Dr. Buczynski: As Lynn explained, naming and addressing their fears can help our clients begin to break free from them. Now, we’d like to hear from you. How do you help clients work through their fears? Please leave a comment below, and thanks for watching.
Sometimes it can feel like our fears are in control of us.
But Lynn offered us an example of a creative technique for helping clients take back control from fear.
In the meantime, we’d like to hear from you. How do you help clients face their fears?
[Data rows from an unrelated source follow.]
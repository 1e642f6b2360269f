use tracing::{info, warn};
use voicetranscript_common::{ErrorKind, Result, VoiceTranscriptError};

/// Accepted upload extensions, sorted
pub const SUPPORTED_FORMATS: [&str; 7] = ["flac", "m4a", "mp3", "mp4", "ogg", "wav", "webm"];

const MIB: f64 = 1024.0 * 1024.0;

/// Outcome of inspecting an upload
#[derive(Debug, Clone, PartialEq, Eq)]
pub enum ValidationResult {
    Valid,
    Invalid { kind: ErrorKind, detail: String },
}

impl ValidationResult {
    fn invalid(kind: ErrorKind, detail: impl Into<String>) -> Self {
        Self::Invalid {
            kind,
            detail: detail.into(),
        }
    }

    pub fn is_valid(&self) -> bool {
        matches!(self, Self::Valid)
    }

    pub fn into_result(self) -> Result<()> {
        match self {
            Self::Valid => Ok(()),
            Self::Invalid { kind, detail } => Err(VoiceTranscriptError::validation(kind, detail)),
        }
    }
}

/// Lower-cased text after the final `.`, or empty when there is none
pub fn extension_of(filename: &str) -> String {
    filename
        .rsplit_once('.')
        .map(|(_, ext)| ext.to_lowercase())
        .unwrap_or_default()
}

/// Format, size and emptiness checks over an already-buffered upload
#[derive(Debug, Clone)]
pub struct InputValidator {
    max_file_size: u64,
}

impl InputValidator {
    pub fn new(max_file_size: u64) -> Self {
        Self { max_file_size }
    }

    pub fn max_file_size(&self) -> u64 {
        self.max_file_size
    }

    /// Checks run in a fixed order and the first failure wins.
    pub fn validate(
        &self,
        filename: &str,
        byte_length: u64,
        declared_content_type: Option<&str>,
    ) -> ValidationResult {
        if filename.is_empty() {
            return ValidationResult::invalid(ErrorKind::MissingFilename, "No filename provided");
        }

        let extension = extension_of(filename);
        if !SUPPORTED_FORMATS.contains(&extension.as_str()) {
            return ValidationResult::invalid(
                ErrorKind::UnsupportedFormat,
                format!(
                    "Unsupported audio format: {}. Supported formats: {}",
                    extension,
                    SUPPORTED_FORMATS.join(", ")
                ),
            );
        }

        if byte_length == 0 {
            return ValidationResult::invalid(ErrorKind::EmptyFile, "Empty file uploaded");
        }

        if byte_length > self.max_file_size {
            return ValidationResult::invalid(
                ErrorKind::FileTooLarge,
                format!(
                    "File size ({:.1}MB) exceeds limit of {:.0}MB",
                    byte_length as f64 / MIB,
                    self.max_file_size as f64 / MIB
                ),
            );
        }

        if let Some(content_type) = declared_content_type {
            if !content_type.starts_with("audio/") && !content_type.starts_with("video/") {
                warn!("Unexpected content type: {}", content_type);
            }
        }

        info!("File validation passed: {} ({} bytes)", filename, byte_length);
        ValidationResult::Valid
    }
}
Please leave a comment below.
Jacque Smith, Marriage/Family Therapy, San Diego, CA, USA says
I like this tool and could see it being well applied to a number of clients within the context our their therapy. Differently than the clinician in the video, I do believe that understanding the fear is necessary, not for intellectual gratification but because a fear has roots somewhere in the person’s experience, it formed neuronal connections that keep on being reinforced by thoughts and behaviors. Making sense of these experiences offers integration and supports these top-down strategies. If I only apply the behavioral technique, that particular issue will be extinguished, but the issue that created it will likely find its way in another type of symptom.
I tend to start with bottom-up strategies to relieve excessive dysregulation and offer clients a sense of control over it. Then we try top-down strategies ( this one will be added to my repertoire, thanks!) I like helping them “follow their fear” – “Let’s follow that fear, where does it take you,” and invariably it takes people to a place of threat (threat of something that happened or near happened, a loss – loss of a loved one, loss of safety, loss of separation, of health, of work, of self-esteem, of dignity, etc.) As we extinguish the symptomatic behavior, then I focus on their grieving process ( that which was lost, or nearly lost) to create lasting impact.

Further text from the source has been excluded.